Despite their busy time in the 1990s the new millennium brought new threats, highlighted by the terrorist attacks of 11 September 2001. 101 Squadron crews were already deployed on an exercise in Oman when Operation Veritas, led by the USA, began a series of airstrikes in October 2001 in reaction to 9/11 against the Taliban in Afghanistan. Five VC10 tankers supported USN aircraft operating from carriers in the Indian Ocean. Many of these sorties involved flying deep inside Afghanistan, as close as the VC10s had ever been to actual combat. During this period 101 Squadron co-operated with 10 Squadron, sharing crews and aircraft and also flying Air Transport tasks. This operation was succeeded by two smaller operations culminating in Operation Herrick, the UK’s operations in Afghanistan which took place from 2002 until 2014.
The VC10s made a superb commitment to the conflict refuelling Tornados and Nimrods over the country. According to Hansard, ‘A small detachment of VC10 and occasionally TriStar aircraft is based in the wider Operational Herrick area on a rotational basis to support Air-to-Air refuelling operations over Afghanistan. They do not land in Afghanistan during these missions. The number of Operation Herrick Air-to-Air Refuelling sorties undertaken by VC10 or TriStar for 2010 were 319 VC10 AAR and just 2 Tristar AAR’.

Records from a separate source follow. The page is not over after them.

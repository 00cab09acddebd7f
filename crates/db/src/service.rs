//! Transaction service.
//!
//! Wires snapshot loading, the pure planners and the executor together. Each
//! operation hands the executor a planner closure that reloads its snapshots
//! on every attempt, so a replan after a conflict always sees fresh rows.

use std::sync::Arc;

use chrono::Utc;
use sea_orm::DatabaseConnection;
use tessera_core::execution::{ExecuteOptions, ExecutionError, PaymentProcessor, TransactionExecutor};
use tessera_core::plan::{
    AttachRequest, ChainRequest, CheckoutRequest, CreditRequest, DebitRequest, PlanContext, PlanError,
    SourceRequest, TransactionType, TransferRequest, TransferSource, plan_attach, plan_capture, plan_checkout,
    plan_create_value, plan_credit, plan_debit, plan_reverse, plan_transfer, plan_void,
};
use tessera_core::plan::request::LedgerLookup;
use tessera_core::rules::RuleCache;
use tessera_core::transaction::Transaction;
use tessera_core::value::{CreateValueInput, Value, derive_attached_value_id};
use tessera_shared::config::EngineConfig;
use tessera_shared::types::{RoundingMode, TenantId, TransactionId, ValueId};

use crate::repositories::{SqlLedgerStore, TransactionRepository, ValueRepository};

/// Entry point for every ledger operation of a tenant.
pub struct TransactionService {
    values: ValueRepository,
    transactions: TransactionRepository,
    executor: TransactionExecutor,
    rules: Arc<RuleCache>,
    rounding_mode: RoundingMode,
}

impl TransactionService {
    /// Creates a service without a payment processor.
    #[must_use]
    pub fn new(db: DatabaseConnection, rules: Arc<RuleCache>, engine: &EngineConfig) -> Self {
        let store = Arc::new(SqlLedgerStore::new(db.clone()));
        Self {
            values: ValueRepository::new(db.clone()),
            transactions: TransactionRepository::new(db),
            executor: TransactionExecutor::new(store, engine.max_replan_attempts),
            rules,
            rounding_mode: engine.default_rounding_mode,
        }
    }

    /// Enables processor sources.
    #[must_use]
    pub fn with_processor(self, processor: Arc<dyn PaymentProcessor>) -> Self {
        Self {
            executor: self.executor.with_processor(processor),
            ..self
        }
    }

    fn context<'a>(&'a self, created_by: &'a str) -> PlanContext<'a> {
        PlanContext {
            rounding_mode: self.rounding_mode,
            ..PlanContext::new(&self.rules, Utc::now(), created_by)
        }
    }

    /// Gets a value.
    ///
    /// # Errors
    ///
    /// Returns `ValueNotFound` or a storage error.
    pub async fn get_value(&self, tenant_id: &TenantId, id: &ValueId) -> Result<Value, ExecutionError> {
        self.values
            .find(tenant_id, id)
            .await?
            .ok_or_else(|| PlanError::ValueNotFound(id.clone()).into())
    }

    /// Gets a committed transaction.
    ///
    /// # Errors
    ///
    /// Returns `TransactionNotFound` or a storage error.
    pub async fn get_transaction(
        &self,
        tenant_id: &TenantId,
        id: &TransactionId,
    ) -> Result<Transaction, ExecutionError> {
        self.transactions
            .get(tenant_id, id)
            .await?
            .ok_or_else(|| PlanError::TransactionNotFound(id.clone()).into())
    }

    /// Creates a value through an `initial_balance` transaction.
    ///
    /// # Errors
    ///
    /// Returns a validation error, `TransactionExists` for a duplicate id or
    /// `DuplicateCode` for a code already in use.
    pub async fn create_value(
        &self,
        tenant_id: &TenantId,
        input: &CreateValueInput,
        created_by: &str,
    ) -> Result<Value, ExecutionError> {
        self.executor
            .execute(
                tenant_id,
                move || async move {
                    let ctx = self.context(created_by);
                    Ok(vec![plan_create_value(tenant_id, input, &ctx)?])
                },
                ExecuteOptions::default(),
            )
            .await?;

        tracing::info!(tenant_id = %tenant_id, value_id = %input.id, "value created");
        self.get_value(tenant_id, &input.id).await
    }

    /// Pays for line items from the requested sources.
    ///
    /// # Errors
    ///
    /// Returns planning, conflict, processor or storage errors.
    pub async fn checkout(
        &self,
        tenant_id: &TenantId,
        request: &CheckoutRequest,
        created_by: &str,
    ) -> Result<Transaction, ExecutionError> {
        let options = ExecuteOptions {
            simulate: request.simulate,
            allow_remainder: request.allow_remainder,
        };
        let transactions = self
            .executor
            .execute(
                tenant_id,
                move || async move {
                    let values = self.load_sources(tenant_id, &request.sources).await?;
                    let ctx = self.context(created_by);
                    Ok(vec![plan_checkout(request, &values, &ctx)?])
                },
                options,
            )
            .await?;
        single(transactions)
    }

    /// Adds balance or uses to a value.
    ///
    /// # Errors
    ///
    /// Returns planning, conflict or storage errors.
    pub async fn credit(
        &self,
        tenant_id: &TenantId,
        request: &CreditRequest,
        created_by: &str,
    ) -> Result<Transaction, ExecutionError> {
        let options = ExecuteOptions {
            simulate: request.simulate,
            allow_remainder: false,
        };
        let transactions = self
            .executor
            .execute(
                tenant_id,
                move || async move {
                    let value = self.get_value(tenant_id, &request.value_id).await?;
                    let ctx = self.context(created_by);
                    Ok(vec![plan_credit(request, &value, &ctx)?])
                },
                options,
            )
            .await?;
        single(transactions)
    }

    /// Removes balance or uses from a value.
    ///
    /// # Errors
    ///
    /// Returns planning, conflict or storage errors.
    pub async fn debit(
        &self,
        tenant_id: &TenantId,
        request: &DebitRequest,
        created_by: &str,
    ) -> Result<Transaction, ExecutionError> {
        let options = ExecuteOptions {
            simulate: request.simulate,
            allow_remainder: request.allow_remainder,
        };
        let transactions = self
            .executor
            .execute(
                tenant_id,
                move || async move {
                    let value = self.get_value(tenant_id, &request.value_id).await?;
                    let ctx = self.context(created_by);
                    Ok(vec![plan_debit(request, &value, &ctx)?])
                },
                options,
            )
            .await?;
        single(transactions)
    }

    /// Moves balance from a value or a card charge into a value.
    ///
    /// # Errors
    ///
    /// Returns planning, conflict, processor or storage errors.
    pub async fn transfer(
        &self,
        tenant_id: &TenantId,
        request: &TransferRequest,
        created_by: &str,
    ) -> Result<Transaction, ExecutionError> {
        let options = ExecuteOptions {
            simulate: request.simulate,
            allow_remainder: request.allow_remainder,
        };
        let transactions = self
            .executor
            .execute(
                tenant_id,
                move || async move {
                    let destination = self.get_value(tenant_id, &request.destination).await?;
                    let source = match &request.source {
                        TransferSource::Ledger { value_id } => Some(self.get_value(tenant_id, value_id).await?),
                        TransferSource::Processor(_) => None,
                    };
                    let ctx = self.context(created_by);
                    Ok(vec![plan_transfer(request, source.as_ref(), &destination, &ctx)?])
                },
                options,
            )
            .await?;
        single(transactions)
    }

    /// Claims a generic code for a contact and returns the contact's new value.
    ///
    /// # Errors
    ///
    /// Returns `AlreadyClaimed` when the contact attached this code before.
    pub async fn attach(
        &self,
        tenant_id: &TenantId,
        request: &AttachRequest,
        created_by: &str,
    ) -> Result<Value, ExecutionError> {
        let transactions = self
            .executor
            .execute(
                tenant_id,
                move || async move {
                    // A used-up template would otherwise fail the overdraw check first.
                    let child_id = derive_attached_value_id(&request.value_id, &request.contact_id)
                        .map_err(PlanError::from)?;
                    if self.values.find(tenant_id, &child_id).await?.is_some() {
                        return Err(ExecutionError::AlreadyClaimed {
                            value_id: request.value_id.clone(),
                            contact_id: request.contact_id.clone(),
                        });
                    }
                    let generic_code = self.get_value(tenant_id, &request.value_id).await?;
                    let ctx = self.context(created_by);
                    Ok(vec![plan_attach(&generic_code, &request.contact_id, &ctx)?])
                },
                ExecuteOptions::default(),
            )
            .await
            .map_err(|err| match err {
                ExecutionError::TransactionExists(_) => ExecutionError::AlreadyClaimed {
                    value_id: request.value_id.clone(),
                    contact_id: request.contact_id.clone(),
                },
                other => other,
            })?;

        let transaction = single(transactions)?;
        let child_id = ValueId::parse(transaction.id.as_str()).map_err(PlanError::from)?;
        tracing::info!(
            tenant_id = %tenant_id,
            value_id = %request.value_id,
            contact_id = %request.contact_id,
            attached_value_id = %child_id,
            "generic code attached"
        );
        self.get_value(tenant_id, &child_id).await
    }

    /// Undoes a completed transaction.
    ///
    /// # Errors
    ///
    /// Returns planning, chain, processor or storage errors.
    pub async fn reverse(
        &self,
        tenant_id: &TenantId,
        request: &ChainRequest,
        created_by: &str,
    ) -> Result<Transaction, ExecutionError> {
        let options = ExecuteOptions {
            simulate: request.simulate,
            allow_remainder: false,
        };
        let transactions = self
            .executor
            .execute(
                tenant_id,
                move || async move {
                    let previous = self
                        .get_transaction(tenant_id, &request.previous_transaction_id)
                        .await?;
                    let root = if previous.transaction_type == TransactionType::Capture {
                        Some(self.get_transaction(tenant_id, &previous.root_transaction_id).await?)
                    } else {
                        None
                    };
                    let effects = root.as_ref().unwrap_or(&previous);
                    let values = self.load_step_values(tenant_id, effects).await?;
                    let ctx = self.context(created_by);
                    Ok(vec![plan_reverse(request, &previous, root.as_ref(), &values, &ctx)?])
                },
                options,
            )
            .await?;
        single(transactions)
    }

    /// Cancels a pending transaction.
    ///
    /// # Errors
    ///
    /// Returns planning, chain, processor or storage errors.
    pub async fn void(
        &self,
        tenant_id: &TenantId,
        request: &ChainRequest,
        created_by: &str,
    ) -> Result<Transaction, ExecutionError> {
        let options = ExecuteOptions {
            simulate: request.simulate,
            allow_remainder: false,
        };
        let transactions = self
            .executor
            .execute(
                tenant_id,
                move || async move {
                    let previous = self
                        .get_transaction(tenant_id, &request.previous_transaction_id)
                        .await?;
                    let values = self.load_step_values(tenant_id, &previous).await?;
                    let ctx = self.context(created_by);
                    Ok(vec![plan_void(request, &previous, &values, &ctx)?])
                },
                options,
            )
            .await?;
        single(transactions)
    }

    /// Completes a pending transaction.
    ///
    /// # Errors
    ///
    /// Returns planning, chain, processor or storage errors.
    pub async fn capture(
        &self,
        tenant_id: &TenantId,
        request: &ChainRequest,
        created_by: &str,
    ) -> Result<Transaction, ExecutionError> {
        let options = ExecuteOptions {
            simulate: request.simulate,
            allow_remainder: false,
        };
        let transactions = self
            .executor
            .execute(
                tenant_id,
                move || async move {
                    let previous = self
                        .get_transaction(tenant_id, &request.previous_transaction_id)
                        .await?;
                    let ctx = self.context(created_by);
                    Ok(vec![plan_capture(request, &previous, &ctx)?])
                },
                options,
            )
            .await?;
        single(transactions)
    }

    /// Loads every value the ledger sources of a checkout can resolve to.
    async fn load_sources(
        &self,
        tenant_id: &TenantId,
        sources: &[SourceRequest],
    ) -> Result<Vec<Value>, ExecutionError> {
        let mut loaded: Vec<Value> = Vec::new();
        for source in sources {
            let SourceRequest::Ledger(ledger) = source else {
                continue;
            };
            let found = match ledger.lookup()? {
                LedgerLookup::ValueId(id) => self.values.find(tenant_id, id).await?.into_iter().collect(),
                LedgerLookup::Code(code) => self.values.find_by_code(tenant_id, code).await?.into_iter().collect(),
                LedgerLookup::Contact(contact_id) => self.values.list_by_contact(tenant_id, contact_id).await?,
            };
            for value in found {
                if !loaded.iter().any(|v| v.id == value.id) {
                    loaded.push(value);
                }
            }
        }
        Ok(loaded)
    }

    /// Loads fresh snapshots of the values a transaction touched.
    async fn load_step_values(
        &self,
        tenant_id: &TenantId,
        transaction: &Transaction,
    ) -> Result<Vec<Value>, ExecutionError> {
        let ids: Vec<ValueId> = transaction.ledger_steps().map(|s| s.value_id.clone()).collect();
        Ok(self.values.find_many(tenant_id, &ids).await?)
    }
}

fn single(transactions: Vec<Transaction>) -> Result<Transaction, ExecutionError> {
    transactions
        .into_iter()
        .next()
        .ok_or_else(|| ExecutionError::InvariantViolation("execution produced no transaction".into()))
}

2003 Iraq War – Operation Telic
Despite the ongoing operations in Afghanistan (and the need to cover UK airspace and the Falklands) in 2003 the emphasis temporarily shifted back to Iraq and 101 Squadron crews were heavily involved in Operation Telic, the invasion and final overthrow of Saddam Hussein’s regime. With more than 12 years of continuous deployment in the Middle East 101 Squadron’s considerable AAR experience bore fruit with a 100% sortie success rate, despite sandstorms and damage from enemy fire.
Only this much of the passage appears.